The first coverage analysis aspect is related to the attack surface. Test requirement analysis always starts off by identifying the interfaces that need testing. The number of different interfaces and the protocols they implement in various layers set the requirements for the fuzzers. Each protocol, file format, or API might require its own type of fuzzer, depending on the security requirements.

Second coverage metric is related to the specification that a fuzzer supports. This type of metric is easy to use with model-based fuzzers, as the basis of the tool is formed by the specifications used to create the fuzzer, and therefore they are easy to list. A model-based fuzzer should cover the entire specification. Whereas, mutation-based fuzzers do not necessarily fully cover the specification, as implementing or including one message exchange sample from a specification does not guarantee that the entire specification is covered. Typically when a mutation-based fuzzer claims specification support, it means it is interoperable with test targets implementing the specification.

Especially regarding protocol fuzzing, the third-most critical metric is the level of statefulness of the selected Fuzzing approach. An entirely random fuzzer will typically only test the first messages in complex stateful protocols. The more state-aware the fuzzing approach you are using is, the deeper the fuzzer can go in complex protocols exchanges. The statefulness is a difficult requirement to define for Fuzzing tools, as it is more a metric for defining the quality of the used protocol model, and can, thus, only be verified by running the tests.


I hope this was helpful. We also have studies in other metrics such as looking at code coverage and other more or less useless data. ;) Metrics is a great topic for a thesis. Email me at [email protected] if you are interested to get access to our extensive research on this topic.

Ari Takanen
Really helpful information indeed. I am very interested in any research regarding that area. I do wonder on what level of robustness we're speaking.
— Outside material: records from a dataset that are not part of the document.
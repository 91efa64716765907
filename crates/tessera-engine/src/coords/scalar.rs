use super::Point;

/// Tolerance used by every approximate comparison in the engine.
pub const EPSILON: f32 = 1e-3;

/// Approximate scalar equality within [`EPSILON`].
#[inline]
pub fn feq(a: f32, b: f32) -> bool {
    (a - b).abs() <= EPSILON
}

#[inline]
pub fn deg_to_rad(deg: f32) -> f32 {
    deg.to_radians()
}

#[inline]
pub fn rad_to_deg(rad: f32) -> f32 {
    rad.to_degrees()
}

/// Euclidean distance between two points.
#[inline]
pub fn distance(a: Point, b: Point) -> f32 {
    (a - b).length()
}
use std::sync::Once;

/// Logger configuration.
///
/// `env_filter` uses `env_logger` directive syntax, e.g. `"debug"` or
/// `"tessera_engine::transform=trace,info"`. When unset, `RUST_LOG` is read,
/// then the level falls back to `info`.
#[derive(Debug, Clone)]
pub struct LoggingConfig {
    pub env_filter: Option<String>,
    pub write_style: env_logger::WriteStyle,
}

impl LoggingConfig {
    pub fn with_filter(filter: impl Into<String>) -> Self {
        Self {
            env_filter: Some(filter.into()),
            ..Self::default()
        }
    }
}

impl Default for LoggingConfig {
    fn default() -> Self {
        Self {
            env_filter: None,
            write_style: env_logger::WriteStyle::Auto,
        }
    }
}

static INIT: Once = Once::new();

/// Installs the global logger. Only the first call has any effect.
pub fn init_logging(config: LoggingConfig) {
    INIT.call_once(|| {
        let mut builder = env_logger::Builder::new();

        match config.env_filter.or_else(|| std::env::var("RUST_LOG").ok()) {
            Some(filter) => {
                builder.parse_filters(&filter);
            }
            None => {
                builder.filter_level(log::LevelFilter::Info);
            }
        }

        builder.write_style(config.write_style);

        // Another logger may already be installed by the host or a test.
        if builder.try_init().is_err() {
            return;
        }
        log::debug!("logging initialized");
    });
}

#[cfg(test)]
mod tests {
    use super::*;

    #[test]
    fn with_filter_keeps_default_style() {
        let config = LoggingConfig::with_filter("debug");
        assert_eq!(config.env_filter.as_deref(), Some("debug"));
        assert!(matches!(config.write_style, env_logger::WriteStyle::Auto));
    }

    #[test]
    fn init_is_idempotent() {
        init_logging(LoggingConfig::with_filter("warn"));
        init_logging(LoggingConfig::default());
        log::warn!("still alive");
    }
}
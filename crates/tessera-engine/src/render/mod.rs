//! Drawing surface abstraction.
//!
//! The scene renders through the [`Surface`] trait; hosts supply the
//! implementation (a GDI context, an SVG writer, a GPU batcher). [`DrawList`]
//! is the built-in recording surface.
//!
//! Convention:
//! - geometry reaches the surface in scene (world) space
//! - the surface's own transform maps it to device space

mod cmd;
mod list;
mod surface;

pub use cmd::{DrawCmd, EllipseCmd, LineCmd, PolygonCmd};
pub use list::{DrawItem, DrawList};
pub use surface::{Surface, SurfaceScope};
use core::ops::{Mul, MulAssign};

use bytemuck::{Pod, Zeroable};

use super::scalar::{deg_to_rad, feq};
use super::{Point, Vector};
use crate::error::{Result, SceneError};

/// 2x3 affine transform.
///
/// Maps a point as
///
/// ```text
/// | x' |   | m11 m12 |   | x |   | dx |
/// | y' | = | m21 m22 | * | y | + | dy |
/// ```
///
/// Composition follows the column-vector convention: in `a * b`, `b` is
/// applied first and `a` second. The product is associative but not
/// commutative.
#[derive(Debug, Copy, Clone, PartialEq, Pod, Zeroable)]
#[repr(C)]
pub struct Matrix {
    pub m11: f32,
    pub m12: f32,
    pub m21: f32,
    pub m22: f32,
    pub dx: f32,
    pub dy: f32,
}

impl Matrix {
    #[inline]
    pub const fn new(m11: f32, m12: f32, m21: f32, m22: f32, dx: f32, dy: f32) -> Self {
        Self {
            m11,
            m12,
            m21,
            m22,
            dx,
            dy,
        }
    }

    #[inline]
    pub const fn identity() -> Self {
        Self::new(1.0, 0.0, 0.0, 1.0, 0.0, 0.0)
    }

    #[inline]
    pub const fn zero() -> Self {
        Self::new(0.0, 0.0, 0.0, 0.0, 0.0, 0.0)
    }

    /// Pure translation by `v`.
    #[inline]
    pub const fn translation(v: Vector) -> Self {
        Self::new(1.0, 0.0, 0.0, 1.0, v.x, v.y)
    }

    /// Pure rotation by `degrees`, counter-clockwise for positive angles in a
    /// +Y-up frame.
    pub fn rotation(degrees: f32) -> Self {
        let (sin, cos) = deg_to_rad(degrees).sin_cos();
        Self::new(cos, -sin, sin, cos, 0.0, 0.0)
    }

    /// Rotation by `degrees` about `pivot`. The pivot is a fixed point of the
    /// result.
    pub fn rotation_around(pivot: Point, degrees: f32) -> Self {
        let to_pivot = Self::translation(pivot.to_vector());
        let from_pivot = Self::translation(-pivot.to_vector());
        to_pivot * Self::rotation(degrees) * from_pivot
    }

    /// Non-uniform geometric scale along the axes.
    #[inline]
    pub const fn scaling(sx: f32, sy: f32) -> Self {
        Self::new(sx, 0.0, 0.0, sy, 0.0, 0.0)
    }

    /// Multiplies every component, translation included, by `f`.
    ///
    /// This scales the representation, not the geometry: use [`Matrix::scaling`]
    /// for a geometric scale.
    #[inline]
    pub fn scale(self, f: f32) -> Self {
        Self::new(
            self.m11 * f,
            self.m12 * f,
            self.m21 * f,
            self.m22 * f,
            self.dx * f,
            self.dy * f,
        )
    }

    /// Maps `p` through the linear part and the translation.
    #[inline]
    pub fn apply(&self, p: Point) -> Point {
        Point::new(
            self.m11 * p.x + self.m12 * p.y + self.dx,
            self.m21 * p.x + self.m22 * p.y + self.dy,
        )
    }

    /// Maps `v` through the linear part only.
    #[inline]
    pub fn apply_vector(&self, v: Vector) -> Vector {
        Vector::new(
            self.m11 * v.x + self.m12 * v.y,
            self.m21 * v.x + self.m22 * v.y,
        )
    }

    /// Swaps `m12` and `m21`; the translation is kept as is.
    #[inline]
    pub const fn transpose(self) -> Self {
        Self::new(self.m11, self.m21, self.m12, self.m22, self.dx, self.dy)
    }

    #[inline]
    pub fn determinant(&self) -> f32 {
        self.m11 * self.m22 - self.m12 * self.m21
    }

    #[inline]
    pub fn is_invertible(&self) -> bool {
        let det = self.determinant();
        det != 0.0 && (1.0 / det).is_finite()
    }

    /// Algebraic inverse through the adjugate.
    ///
    /// Fails with [`SceneError::SingularMatrix`] when the determinant is zero
    /// or so small that the inverse would not be finite.
    pub fn inverse(&self) -> Result<Self> {
        let det = self.determinant();
        if !self.is_invertible() {
            return Err(SceneError::SingularMatrix { determinant: det });
        }

        let adjugate = Self::new(
            self.m22,
            -self.m12,
            -self.m21,
            self.m11,
            self.m12 * self.dy - self.m22 * self.dx,
            self.m21 * self.dx - self.m11 * self.dy,
        );
        let inverse = adjugate.scale(1.0 / det);
        if !inverse.is_finite() {
            return Err(SceneError::SingularMatrix { determinant: det });
        }
        Ok(inverse)
    }

    /// Component-wise comparison within [`EPSILON`](super::EPSILON).
    pub fn approx_eq(&self, other: &Matrix) -> bool {
        feq(self.m11, other.m11)
            && feq(self.m12, other.m12)
            && feq(self.m21, other.m21)
            && feq(self.m22, other.m22)
            && feq(self.dx, other.dx)
            && feq(self.dy, other.dy)
    }

    #[inline]
    pub fn translation_part(&self) -> Vector {
        Vector::new(self.dx, self.dy)
    }

    #[inline]
    pub fn is_finite(&self) -> bool {
        self.to_array().iter().all(|c| c.is_finite())
    }

    /// Column-major `[m11, m21, m12, m22, dx, dy]`, the `a b c d e f` layout
    /// used by SVG, canvas and most 2D rasterizers.
    #[inline]
    pub fn to_array(&self) -> [f32; 6] {
        [self.m11, self.m21, self.m12, self.m22, self.dx, self.dy]
    }
}

impl Default for Matrix {
    #[inline]
    fn default() -> Self {
        Self::identity()
    }
}

impl Mul for Matrix {
    type Output = Matrix;

    #[inline]
    fn mul(self, b: Matrix) -> Matrix {
        Matrix::new(
            self.m11 * b.m11 + self.m12 * b.m21,
            self.m11 * b.m12 + self.m12 * b.m22,
            self.m21 * b.m11 + self.m22 * b.m21,
            self.m21 * b.m12 + self.m22 * b.m22,
            self.m11 * b.dx + self.m12 * b.dy + self.dx,
            self.m21 * b.dx + self.m22 * b.dy + self.dy,
        )
    }
}

impl MulAssign for Matrix {
    #[inline]
    fn mul_assign(&mut self, rhs: Matrix) {
        *self = *self * rhs;
    }
}

impl Mul<f32> for Matrix {
    type Output = Matrix;
    #[inline]
    fn mul(self, rhs: f32) -> Matrix {
        self.scale(rhs)
    }
}

impl Mul<Matrix> for f32 {
    type Output = Matrix;
    #[inline]
    fn mul(self, rhs: Matrix) -> Matrix {
        rhs.scale(self)
    }
}

impl MulAssign<f32> for Matrix {
    #[inline]
    fn mul_assign(&mut self, rhs: f32) {
        *self = self.scale(rhs);
    }
}

impl Mul<Point> for Matrix {
    type Output = Point;
    #[inline]
    fn mul(self, rhs: Point) -> Point {
        self.apply(rhs)
    }
}

impl Mul<Vector> for Matrix {
    type Output = Vector;
    #[inline]
    fn mul(self, rhs: Vector) -> Vector {
        self.apply_vector(rhs)
    }
}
Is it a code level, module level or service level?
Stefan Hendriks
A: 

You could look into mean time between failures as a robustness measure.

The problem with "MTBF" is that it is usually measured in positive traffic whereas failures often happen in unexpected situations. It does not give any indication of robustness or reliability. No matter if a web site stays always on in lab environment, it will still be hacked in a second in the Internet if it has a weakness.

Ari Takanen
Don't put comments to answers in new answers. Use "Add comment" instead. This is robust against answer reordering (which happens, based on up's and posters rep).
Thorbjørn Ravn Andersen
@Thorbjorn: You can't leave comments until you get 50 reputation. I think this is a silly requirement, but that's the way it is.